Example of AES modular multiplication of two 8-qubit numbers and storing the result on 8 additional qubits.

This operation is costly in terms of quantum gates and qubits, and thus working on ways to reduce this operation, as well as others is important work. Additionally, Grover’s algorithm is a very generic algorithm which can be tweaked and used in multiple ways to form an attack. It is also possible that a quantum algorithm that has yet been discovered could actually perform better, or some internal fault in AES could be exploited more efficiently.

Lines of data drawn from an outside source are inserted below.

use std::str::FromStr;

use num_enum::{IntoPrimitive, TryFromPrimitive};
use serde::{Deserialize, Serialize};
use strum_macros::Display;

/// Mode-01 live-data parameters supported by the poller.
///
/// The discriminant is the OBD-II PID code sent on the wire.
#[derive(
    Debug,
    Clone,
    Copy,
    PartialEq,
    Eq,
    Hash,
    Display,
    Serialize,
    Deserialize,
    IntoPrimitive,
    TryFromPrimitive,
)]
#[repr(u8)]
pub enum Pid {
    #[strum(to_string = "Engine load")]
    EngineLoad = 0x04,
    #[strum(to_string = "Coolant temperature")]
    CoolantTemp = 0x05,
    #[strum(to_string = "Engine RPM")]
    EngineRpm = 0x0C,
    #[strum(to_string = "Vehicle speed")]
    VehicleSpeed = 0x0D,
    #[strum(to_string = "Throttle position")]
    ThrottlePosition = 0x11,
    #[strum(to_string = "Fuel level")]
    FuelLevel = 0x2F,
}

/// Static definition of one parameter: wire format and display rules.
#[derive(Debug, Clone, Copy)]
pub struct PidDefinition {
    pub pid: Pid,
    pub unit: &'static str,
    /// Lower bound of the display range. Decoded values may legitimately
    /// fall outside; only `percentage` clamps.
    pub min: f64,
    pub max: f64,
    pub expected_bytes: usize,
    /// Decode formula over exactly `expected_bytes` payload bytes.
    pub decode: fn(&[u8]) -> f64,
    precision: usize,
}

impl PidDefinition {
    /// Render a decoded value with the parameter's unit.
    pub fn format(&self, value: f64) -> String {
        format!("{:.*} {}", self.precision, value, self.unit)
    }

    /// Position of `value` within the display range, clamped to 0..100.
    pub fn percentage(&self, value: f64) -> f64 {
        ((value - self.min) / (self.max - self.min)).clamp(0.0, 1.0) * 100.0
    }
}

static ENGINE_LOAD: PidDefinition = PidDefinition {
    pid: Pid::EngineLoad,
    unit: "%",
    min: 0.0,
    max: 100.0,
    expected_bytes: 1,
    decode: |b| b[0] as f64 * 100.0 / 255.0,
    precision: 1,
};

static COOLANT_TEMP: PidDefinition = PidDefinition {
    pid: Pid::CoolantTemp,
    unit: "°C",
    min: -40.0,
    max: 140.0,
    expected_bytes: 1,
    decode: |b| b[0] as f64 - 40.0,
    precision: 0,
};

static ENGINE_RPM: PidDefinition = PidDefinition {
    pid: Pid::EngineRpm,
    unit: "rpm",
    min: 0.0,
    max: 8000.0,
    expected_bytes: 2,
    decode: |b| (b[0] as f64 * 256.0 + b[1] as f64) / 4.0,
    precision: 0,
};

static VEHICLE_SPEED: PidDefinition = PidDefinition {
    pid: Pid::VehicleSpeed,
    unit: "km/h",
    min: 0.0,
    max: 220.0,
    expected_bytes: 1,
    decode: |b| b[0] as f64,
    precision: 0,
};

static THROTTLE_POSITION: PidDefinition = PidDefinition {
    pid: Pid::ThrottlePosition,
    unit: "%",
    min: 0.0,
    max: 100.0,
    expected_bytes: 1,
    decode: |b| b[0] as f64 * 100.0 / 255.0,
    precision: 1,
};

static FUEL_LEVEL: PidDefinition = PidDefinition {
    pid: Pid::FuelLevel,
    unit: "%",
    min: 0.0,
    max: 100.0,
    expected_bytes: 1,
    decode: |b| b[0] as f64 * 100.0 / 255.0,
    precision: 1,
};

impl Pid {
    /// The 5-parameter vehicle overview set.
    pub const OVERVIEW: [Pid; 5] = [
        Pid::EngineRpm,
        Pid::VehicleSpeed,
        Pid::CoolantTemp,
        Pid::FuelLevel,
        Pid::ThrottlePosition,
    ];

    /// The 6-parameter full live-data set.
    pub const FULL: [Pid; 6] = [
        Pid::EngineRpm,
        Pid::VehicleSpeed,
        Pid::CoolantTemp,
        Pid::FuelLevel,
        Pid::ThrottlePosition,
        Pid::EngineLoad,
    ];

    pub const fn code(self) -> u8 {
        self as u8
    }

    /// Mode-01 read command for this parameter, without the CR terminator.
    pub fn command(self) -> String {
        format!("01{:02X}", self as u8)
    }

    /// Prefix a well-formed response must carry ("41" + code).
    pub fn response_prefix(self) -> String {
        format!("41{:02X}", self as u8)
    }

    pub fn definition(self) -> &'static PidDefinition {
        match self {
            Pid::EngineLoad => &ENGINE_LOAD,
            Pid::CoolantTemp => &COOLANT_TEMP,
            Pid::EngineRpm => &ENGINE_RPM,
            Pid::VehicleSpeed => &VEHICLE_SPEED,
            Pid::ThrottlePosition => &THROTTLE_POSITION,
            Pid::FuelLevel => &FUEL_LEVEL,
        }
    }

    /// Threshold classification. Total over all f64 input, including values
    /// outside the display range.
    pub fn classify(self, value: f64) -> Severity {
        match self {
            Pid::CoolantTemp => {
                if value >= 110.0 {
                    Severity::Critical
                } else if value >= 100.0 {
                    Severity::Warning
                } else if value < 50.0 {
                    Severity::Info
                } else {
                    Severity::Normal
                }
            }
            Pid::EngineRpm => {
                if value >= 6500.0 {
                    Severity::Critical
                } else if value >= 5500.0 {
                    Severity::Warning
                } else {
                    Severity::Normal
                }
            }
            Pid::FuelLevel => {
                if value <= 5.0 {
                    Severity::Critical
                } else if value <= 15.0 {
                    Severity::Warning
                } else {
                    Severity::Normal
                }
            }
            Pid::ThrottlePosition | Pid::EngineLoad => {
                if value >= 95.0 {
                    Severity::Warning
                } else {
                    Severity::Normal
                }
            }
            Pid::VehicleSpeed => Severity::Normal,
        }
    }
}

impl FromStr for Pid {
    type Err = String;

    /// Accepts short parameter names ("rpm", "coolant") or a 2-digit hex code.
    fn from_str(s: &str) -> Result<Self, Self::Err> {
        match s.to_ascii_lowercase().as_str() {
            "rpm" => Ok(Pid::EngineRpm),
            "speed" => Ok(Pid::VehicleSpeed),
            "coolant" => Ok(Pid::CoolantTemp),
            "fuel" => Ok(Pid::FuelLevel),
            "throttle" => Ok(Pid::ThrottlePosition),
            "load" => Ok(Pid::EngineLoad),
            other => u8::from_str_radix(other, 16)
                .ok()
                .and_then(|code| Pid::try_from(code).ok())
                .ok_or_else(|| format!("unknown parameter '{s}'")),
        }
    }
}

/// Display severity bucket for a decoded value.
#[derive(Debug, Clone, Copy, PartialEq, Eq, Display, Serialize, Deserialize)]
#[strum(serialize_all = "lowercase")]
#[serde(rename_all = "lowercase")]
pub enum Severity {
    Normal,
    Info,
    Warning,
    Critical,
}

impl Severity {
    pub const fn color(self) -> &'static str {
        match self {
            Severity::Normal => "green",
            Severity::Info => "blue",
            Severity::Warning => "orange",
            Severity::Critical => "red",
        }
    }
}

All of these are possible and areas where lots of research is still required.

What we Provide:

PQSecure’s industry experts stay up to date with the current work being done, the current researchers, and the known past and resent results in cryptanalysis. Using this as a starting point, we apply the best-known algorithms and attacks (combining classical and quantum adversaries) to the specific cryptographic algorithm to produce results that advance the current standard. Members of PQSecure have done work on symmetric and asymmetric (public-key) algorithms including classical and post-quantum solutions.